# 6 guys in a boat go fishin'



## WallyFish (Jun 1, 2008)

First post to the forum this year as (unfortunately) it was my first trip out. Several of us have been spread afar by our military service, but joined up this weekend for a day on the water and (hopefully) some fish. Plan was to go much farther out as we left the dock at 4 a.m. but a tricky left engine kept us within 30 miles at the "Nipple" and surrounding area. Chum was the magic today:a steady slick while floating by a broken weed line brought several groups of Dolphin right to the boat and started us off. However, THE catch of the day was on our way in (maybe 25 miles out) when we noticed a large half-submerged piling floating along (I can't imagine hitting that thing at 50 mph!) and pulled up nearby.
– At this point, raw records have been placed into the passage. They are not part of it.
//! Timer controller: owns the countdown and its periodic tick

use std::sync::{Arc, Mutex, MutexGuard};
use tokio::task::JoinHandle;
use tracing::{debug, info};

use super::{Minutes, Mode, TimerSnapshot, TimerState};
use crate::{display::DisplaySurface, tasks::countdown_task};

#[derive(Debug)]
struct Inner {
    timer: TimerState,
    /// Bumped on every start/stop so a late tick from an old task is ignored
    epoch: u64,
    ticker: Option<JoinHandle<()>>,
}

/// State shared between the controller and its countdown task
pub(crate) struct Shared {
    inner: Mutex<Inner>,
    display: Arc<dyn DisplaySurface>,
}

impl Shared {
    fn lock(&self) -> MutexGuard<'_, Inner> {
        // Plain data behind the lock; a panicked holder cannot leave it half-written
        self.inner.lock().unwrap_or_else(|e| e.into_inner())
    }

    fn render(&self, inner: &Inner) {
        self.display.render(inner.timer.snapshot());
    }

    /// Run one tick for the task armed at `epoch`.
    ///
    /// Returns false when that task has been cancelled and must exit.
    pub(crate) fn tick(&self, epoch: u64) -> bool {
        let mut inner = self.lock();
        if !inner.timer.running || inner.epoch != epoch {
            debug!("Discarding tick from cancelled countdown (epoch {})", epoch);
            return false;
        }

        if inner.timer.tick() {
            info!(
                "Interval complete, switched to {} mode ({})",
                inner.timer.mode.as_str(),
                super::format_time(inner.timer.duration_of(inner.timer.mode))
            );
        }
        debug!("Tick: {} {}", inner.timer.mode.as_str(), super::format_time(inner.timer.remaining));
        self.render(&inner);
        true
    }

    /// Cancel the countdown if one is armed; keeps mode and remaining
    fn halt(inner: &mut Inner) -> bool {
        if !inner.timer.running {
            return false;
        }
        inner.timer.running = false;
        inner.epoch += 1;
        if let Some(ticker) = inner.ticker.take() {
            ticker.abort();
        }
        true
    }
}

/// Owns the single [`TimerState`] and runs the Work/Break countdown.
///
/// Every operation completes synchronously under one lock, so operations and
/// ticks never interleave. `start` must be called from within a tokio runtime.
pub struct TimerController {
    shared: Arc<Shared>,
}

impl TimerController {
    /// Create an idle controller in Work mode
    pub fn new(work: Minutes, break_: Minutes, display: Arc<dyn DisplaySurface>) -> Self {
        Self {
            shared: Arc::new(Shared {
                inner: Mutex::new(Inner {
                    timer: TimerState::new(work, break_),
                    epoch: 0,
                    ticker: None,
                }),
                display,
            }),
        }
    }

    /// Start ticking once per second. No-op if already running.
    pub fn start(&self) {
        let mut inner = self.shared.lock();
        if inner.timer.running {
            debug!("Start requested while already running");
            return;
        }

        inner.timer.running = true;
        inner.epoch += 1;
        let epoch = inner.epoch;
        inner.ticker = Some(tokio::spawn(countdown_task(Arc::downgrade(&self.shared), epoch)));

        info!(
            "Timer started in {} mode at {}",
            inner.timer.mode.as_str(),
            super::format_time(inner.timer.remaining)
        );
        self.shared.render(&inner);
    }

    /// Pause the countdown. No-op if already idle.
    pub fn stop(&self) {
        let mut inner = self.shared.lock();
        if Shared::halt(&mut inner) {
            info!("Timer stopped at {}", super::format_time(inner.timer.remaining));
            self.shared.render(&inner);
        }
    }

    /// Stop and return to the start of a Work interval
    pub fn reset(&self) {
        let mut inner = self.shared.lock();
        self.reset_locked(&mut inner);
    }

    fn reset_locked(&self, inner: &mut Inner) {
        Shared::halt(inner);
        inner.timer.rewind();
        info!("Timer reset to work mode at {}", super::format_time(inner.timer.remaining));
        self.shared.render(inner);
    }

    /// Switch to `target` with its full duration; running state is kept
    pub fn select_mode(&self, target: Mode) {
        let mut inner = self.shared.lock();
        inner.timer.select_mode(target);
        info!("Selected {} mode", target.as_str());
        self.shared.render(&inner);
    }

    /// Store a new Work length and reset
    pub fn set_work_duration(&self, minutes: Minutes) {
        let mut inner = self.shared.lock();
        inner.timer.work_duration = minutes.as_seconds();
        info!("Work duration set to {} minutes", minutes.get());
        self.reset_locked(&mut inner);
    }

    /// Store a new Break length and reset
    pub fn set_break_duration(&self, minutes: Minutes) {
        let mut inner = self.shared.lock();
        inner.timer.break_duration = minutes.as_seconds();
        info!("Break duration set to {} minutes", minutes.get());
        self.reset_locked(&mut inner);
    }

    pub fn snapshot(&self) -> TimerSnapshot {
        self.shared.lock().timer.snapshot()
    }

    /// Copy of the full timer state, durations included
    pub fn state(&self) -> TimerState {
        self.shared.lock().timer.clone()
    }

    pub fn is_running(&self) -> bool {
        self.shared.lock().timer.running
    }
}

impl Drop for TimerController {
    fn drop(&mut self) {
        Shared::halt(&mut self.shared.lock());
    }
}

impl std::fmt::Debug for TimerController {
    fn fmt(&self, f: &mut std::fmt::Formatter<'_>) -> std::fmt::Result {
        f.debug_struct("TimerController")
            .field("state", &self.state())
            .finish()
    }
}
Quickly, we spied the prize, as a large Wahoo was circling the piling and now our boat. We threw several lures and cut bait but no takers. One of our crew threw our last large Pin fish on a wire leader. After several bumps, the fish andthe 15" leader were cleanly severed in a single bite (note-to-self: Wahoo need a VERY LONG WIRE LEADER!!!) We thought he was gone after tasting hook, but to our surprise he returned for more. New leader rigged up and frozen squid was sent to entice. 2 bumps later and the line was screaming from the rod! We followed with the boat so as not to strip the line and after a good 20 minutes (and a perfect Gaff hook to the head) landed our prize. None of us had ever seen a Wahoo in person let alone landed one! Here is our 54" / 40 lb. prize!

~Rob, Scott, Steve, John, Lee & Chris


----------



## Boardfeet (Sep 27, 2007)

Glad to see you guys had a good fishing trip.

Thank you for your service to our country! :bowdown :usaflag


----------



## SandyKeys (Oct 10, 2007)

AWESOME job guys!!! You have braggin rights indeed! Thanks for the pics and for sharing!! :clap

GOD BLESS YOU ALL!!! Thank you for your service!! :bowdown

:usaflag:usaflag:usaflag


----------



## DK'S G3 (Jan 4, 2008)

First off thank you for your service to our country:bowdown Glad yall caught um:clap


----------



## riptide2250 (Jan 2, 2008)

nice hoo , :usaflag but most of all thank you for your service :clap:bowdown


----------



## Deeplines (Sep 28, 2007)

Good job on the hoo. :banghead:usaflag


----------



## Georgiaboy (Oct 4, 2007)

Great catch and pics. Thanks for your service.


----------



## fishon red neck (May 16, 2008)

looks like you had a good day of fishing


----------



## Heller High Water Mate (Apr 14, 2008)

Gotta tell you that's a sweet first Wahoo! Nice work and keep it up


----------



## konz (Oct 1, 2007)

Right on fellas! 

And as the others have said......thanks for everything! :usaflag


----------



## Corpsman (Oct 3, 2007)

Congrats! Sounds like a great day!


----------



## wirenut (Sep 30, 2007)

Thanks for the report.


----------